» TO DO
Among the lines below, a stretch begins at the one with "-> Result<AddressInfo, RpcError>;" and ends at the one with "tracing::trace!(method = method, id". Repeat that stretch exactly, ends included.

» DATA EXTRACT
[Start of Attachment]

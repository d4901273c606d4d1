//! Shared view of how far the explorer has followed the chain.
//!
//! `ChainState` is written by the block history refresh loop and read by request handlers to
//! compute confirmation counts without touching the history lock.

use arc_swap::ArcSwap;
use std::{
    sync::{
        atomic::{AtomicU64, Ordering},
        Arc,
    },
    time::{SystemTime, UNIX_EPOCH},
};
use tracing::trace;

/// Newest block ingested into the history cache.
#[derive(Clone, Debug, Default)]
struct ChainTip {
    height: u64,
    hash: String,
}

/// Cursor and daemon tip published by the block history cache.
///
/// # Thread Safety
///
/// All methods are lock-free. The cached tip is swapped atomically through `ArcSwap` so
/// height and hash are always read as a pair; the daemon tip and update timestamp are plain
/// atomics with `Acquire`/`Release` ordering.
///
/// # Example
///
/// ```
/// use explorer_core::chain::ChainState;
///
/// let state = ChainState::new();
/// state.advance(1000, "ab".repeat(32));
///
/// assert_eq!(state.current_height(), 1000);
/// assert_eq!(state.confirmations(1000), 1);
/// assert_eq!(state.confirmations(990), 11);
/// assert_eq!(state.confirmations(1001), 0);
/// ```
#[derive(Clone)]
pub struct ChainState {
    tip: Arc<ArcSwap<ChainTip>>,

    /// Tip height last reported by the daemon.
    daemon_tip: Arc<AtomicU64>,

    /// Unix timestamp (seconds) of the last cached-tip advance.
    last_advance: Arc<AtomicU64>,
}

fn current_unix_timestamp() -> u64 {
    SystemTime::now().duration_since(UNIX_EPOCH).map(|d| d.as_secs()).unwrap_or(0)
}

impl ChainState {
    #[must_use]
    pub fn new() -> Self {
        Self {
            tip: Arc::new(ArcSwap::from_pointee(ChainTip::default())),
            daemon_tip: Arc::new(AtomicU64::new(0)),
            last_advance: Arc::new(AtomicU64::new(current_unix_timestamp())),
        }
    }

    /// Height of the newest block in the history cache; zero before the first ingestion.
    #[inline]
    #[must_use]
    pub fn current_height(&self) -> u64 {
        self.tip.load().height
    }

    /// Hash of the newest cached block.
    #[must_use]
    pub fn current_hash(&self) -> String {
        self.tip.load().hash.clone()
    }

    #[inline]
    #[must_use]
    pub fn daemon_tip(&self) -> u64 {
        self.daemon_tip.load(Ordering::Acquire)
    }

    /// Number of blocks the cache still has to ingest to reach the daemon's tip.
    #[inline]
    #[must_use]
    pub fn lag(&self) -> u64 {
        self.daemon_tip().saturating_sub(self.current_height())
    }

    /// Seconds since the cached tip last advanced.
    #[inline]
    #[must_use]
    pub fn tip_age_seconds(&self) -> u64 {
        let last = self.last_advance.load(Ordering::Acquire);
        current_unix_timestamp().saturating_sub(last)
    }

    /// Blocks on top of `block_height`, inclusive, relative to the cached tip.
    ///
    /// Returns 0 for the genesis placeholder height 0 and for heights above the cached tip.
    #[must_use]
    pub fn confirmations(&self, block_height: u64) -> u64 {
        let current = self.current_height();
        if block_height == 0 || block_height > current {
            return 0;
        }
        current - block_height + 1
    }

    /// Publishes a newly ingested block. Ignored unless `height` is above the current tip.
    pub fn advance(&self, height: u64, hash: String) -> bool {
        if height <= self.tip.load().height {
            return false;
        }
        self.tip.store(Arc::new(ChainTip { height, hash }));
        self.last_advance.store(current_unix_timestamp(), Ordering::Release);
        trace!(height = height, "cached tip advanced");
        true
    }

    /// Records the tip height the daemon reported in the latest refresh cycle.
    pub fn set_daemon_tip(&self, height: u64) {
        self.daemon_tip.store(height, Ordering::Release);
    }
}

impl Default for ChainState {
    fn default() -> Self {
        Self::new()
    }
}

[End of Attachment]
[Start of Attachment]

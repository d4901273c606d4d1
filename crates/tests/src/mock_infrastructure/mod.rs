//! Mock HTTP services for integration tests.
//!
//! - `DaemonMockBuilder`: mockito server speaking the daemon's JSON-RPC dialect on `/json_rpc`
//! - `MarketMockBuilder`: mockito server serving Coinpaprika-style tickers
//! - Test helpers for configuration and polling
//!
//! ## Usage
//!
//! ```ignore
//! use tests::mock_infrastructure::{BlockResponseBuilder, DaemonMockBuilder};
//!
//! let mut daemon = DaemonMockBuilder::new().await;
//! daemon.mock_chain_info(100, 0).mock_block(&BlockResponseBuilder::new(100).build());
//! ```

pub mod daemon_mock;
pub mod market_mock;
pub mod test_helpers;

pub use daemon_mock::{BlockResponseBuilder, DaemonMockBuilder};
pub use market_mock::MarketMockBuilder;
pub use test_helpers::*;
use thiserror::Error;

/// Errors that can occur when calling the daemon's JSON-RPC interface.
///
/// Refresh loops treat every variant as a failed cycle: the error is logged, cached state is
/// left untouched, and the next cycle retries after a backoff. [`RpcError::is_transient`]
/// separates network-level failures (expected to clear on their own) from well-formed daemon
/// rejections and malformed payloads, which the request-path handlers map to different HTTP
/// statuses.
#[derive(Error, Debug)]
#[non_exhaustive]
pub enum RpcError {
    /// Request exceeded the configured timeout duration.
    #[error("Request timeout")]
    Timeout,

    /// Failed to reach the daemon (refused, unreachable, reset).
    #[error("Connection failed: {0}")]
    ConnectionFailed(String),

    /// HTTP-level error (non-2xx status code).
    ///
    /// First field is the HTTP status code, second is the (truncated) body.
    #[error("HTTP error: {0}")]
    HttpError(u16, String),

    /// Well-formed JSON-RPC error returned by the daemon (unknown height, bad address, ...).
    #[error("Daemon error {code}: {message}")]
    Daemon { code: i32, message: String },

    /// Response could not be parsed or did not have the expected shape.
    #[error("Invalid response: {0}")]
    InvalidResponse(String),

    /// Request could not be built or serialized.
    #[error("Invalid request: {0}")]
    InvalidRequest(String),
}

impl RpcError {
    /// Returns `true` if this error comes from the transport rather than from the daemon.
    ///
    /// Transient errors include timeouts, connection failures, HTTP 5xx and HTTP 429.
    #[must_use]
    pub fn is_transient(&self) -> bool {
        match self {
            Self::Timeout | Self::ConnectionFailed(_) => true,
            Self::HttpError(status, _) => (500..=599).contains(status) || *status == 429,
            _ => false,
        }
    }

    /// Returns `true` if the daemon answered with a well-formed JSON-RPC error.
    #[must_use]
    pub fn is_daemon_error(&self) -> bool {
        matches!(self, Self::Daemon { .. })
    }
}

[End of Attachment]
[Start of Attachment]

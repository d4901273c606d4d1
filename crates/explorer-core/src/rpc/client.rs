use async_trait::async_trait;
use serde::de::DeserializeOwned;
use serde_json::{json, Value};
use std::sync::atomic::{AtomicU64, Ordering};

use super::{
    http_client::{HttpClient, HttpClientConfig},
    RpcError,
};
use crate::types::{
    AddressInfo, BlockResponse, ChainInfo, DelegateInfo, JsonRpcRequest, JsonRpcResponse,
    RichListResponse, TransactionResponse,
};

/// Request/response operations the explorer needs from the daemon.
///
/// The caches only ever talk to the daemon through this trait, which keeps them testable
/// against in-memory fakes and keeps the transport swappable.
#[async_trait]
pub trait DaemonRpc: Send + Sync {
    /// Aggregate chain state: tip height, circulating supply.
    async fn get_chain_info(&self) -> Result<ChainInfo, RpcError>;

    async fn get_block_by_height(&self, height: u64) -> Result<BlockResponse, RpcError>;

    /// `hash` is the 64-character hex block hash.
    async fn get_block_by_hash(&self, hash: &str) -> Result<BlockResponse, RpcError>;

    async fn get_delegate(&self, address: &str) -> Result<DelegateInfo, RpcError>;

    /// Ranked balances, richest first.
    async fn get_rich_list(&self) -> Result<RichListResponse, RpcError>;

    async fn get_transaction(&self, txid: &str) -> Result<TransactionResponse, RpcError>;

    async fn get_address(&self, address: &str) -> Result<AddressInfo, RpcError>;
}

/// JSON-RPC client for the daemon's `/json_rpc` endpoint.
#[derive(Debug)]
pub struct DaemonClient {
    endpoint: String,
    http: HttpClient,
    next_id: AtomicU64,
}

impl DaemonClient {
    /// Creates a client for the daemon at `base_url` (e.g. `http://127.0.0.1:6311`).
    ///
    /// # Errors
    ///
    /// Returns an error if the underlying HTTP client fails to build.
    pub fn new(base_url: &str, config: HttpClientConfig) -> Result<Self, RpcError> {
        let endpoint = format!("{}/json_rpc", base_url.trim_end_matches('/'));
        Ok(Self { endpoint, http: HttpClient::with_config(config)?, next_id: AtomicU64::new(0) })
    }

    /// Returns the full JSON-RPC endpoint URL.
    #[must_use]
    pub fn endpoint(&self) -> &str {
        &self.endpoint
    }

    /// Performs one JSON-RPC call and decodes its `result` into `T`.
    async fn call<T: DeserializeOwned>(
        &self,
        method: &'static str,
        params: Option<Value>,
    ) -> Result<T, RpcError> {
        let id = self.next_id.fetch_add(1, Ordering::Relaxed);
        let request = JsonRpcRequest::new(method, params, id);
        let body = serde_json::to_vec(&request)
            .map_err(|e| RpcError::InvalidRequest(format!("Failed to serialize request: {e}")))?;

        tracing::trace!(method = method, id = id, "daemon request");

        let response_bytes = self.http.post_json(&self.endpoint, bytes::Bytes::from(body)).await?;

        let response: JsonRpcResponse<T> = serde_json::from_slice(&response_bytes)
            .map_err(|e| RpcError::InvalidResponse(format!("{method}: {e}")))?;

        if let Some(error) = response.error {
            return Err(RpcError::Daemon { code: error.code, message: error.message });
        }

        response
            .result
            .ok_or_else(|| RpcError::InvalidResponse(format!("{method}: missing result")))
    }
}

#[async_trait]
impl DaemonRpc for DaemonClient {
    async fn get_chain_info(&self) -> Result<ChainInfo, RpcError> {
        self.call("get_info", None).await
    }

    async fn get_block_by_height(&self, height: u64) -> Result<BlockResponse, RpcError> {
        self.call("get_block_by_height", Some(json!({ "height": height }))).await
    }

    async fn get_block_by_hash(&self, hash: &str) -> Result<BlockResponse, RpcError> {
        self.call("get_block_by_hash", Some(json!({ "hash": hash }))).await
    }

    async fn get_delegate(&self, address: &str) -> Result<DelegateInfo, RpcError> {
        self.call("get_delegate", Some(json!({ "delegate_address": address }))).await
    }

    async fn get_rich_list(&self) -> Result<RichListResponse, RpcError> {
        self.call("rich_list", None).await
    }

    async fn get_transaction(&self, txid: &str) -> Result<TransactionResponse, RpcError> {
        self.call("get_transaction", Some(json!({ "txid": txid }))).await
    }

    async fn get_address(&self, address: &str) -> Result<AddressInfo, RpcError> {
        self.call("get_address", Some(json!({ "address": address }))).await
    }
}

[End of Attachment]

» TASK OUTPUT
    async fn get_address(&self, address: &str) -> Result<AddressInfo, RpcError>;
}

/// JSON-RPC client for the daemon's `/json_rpc` endpoint.
#[derive(Debug)]
pub struct DaemonClient {
    endpoint: String,
    http: HttpClient,
    next_id: AtomicU64,
}

impl DaemonClient {
    /// Creates a client for the daemon at `base_url` (e.g. `http://127.0.0.1:6311`).
    ///
    /// # Errors
    ///
    /// Returns an error if the underlying HTTP client fails to build.
    pub fn new(base_url: &str, config: HttpClientConfig) -> Result<Self, RpcError> {
        let endpoint = format!("{}/json_rpc", base_url.trim_end_matches('/'));
        Ok(Self { endpoint, http: HttpClient::with_config(config)?, next_id: AtomicU64::new(0) })
    }

    /// Returns the full JSON-RPC endpoint URL.
    #[must_use]
    pub fn endpoint(&self) -> &str {
        &self.endpoint
    }

    /// Performs one JSON-RPC call and decodes its `result` into `T`.
    async fn call<T: DeserializeOwned>(
        &self,
        method: &'static str,
        params: Option<Value>,
    ) -> Result<T, RpcError> {
        let id = self.next_id.fetch_add(1, Ordering::Relaxed);
        let request = JsonRpcRequest::new(method, params, id);
        let body = serde_json::to_vec(&request)
            .map_err(|e| RpcError::InvalidRequest(format!("Failed to serialize request: {e}")))?;

        tracing::trace!(method = method, id = id, "daemon request");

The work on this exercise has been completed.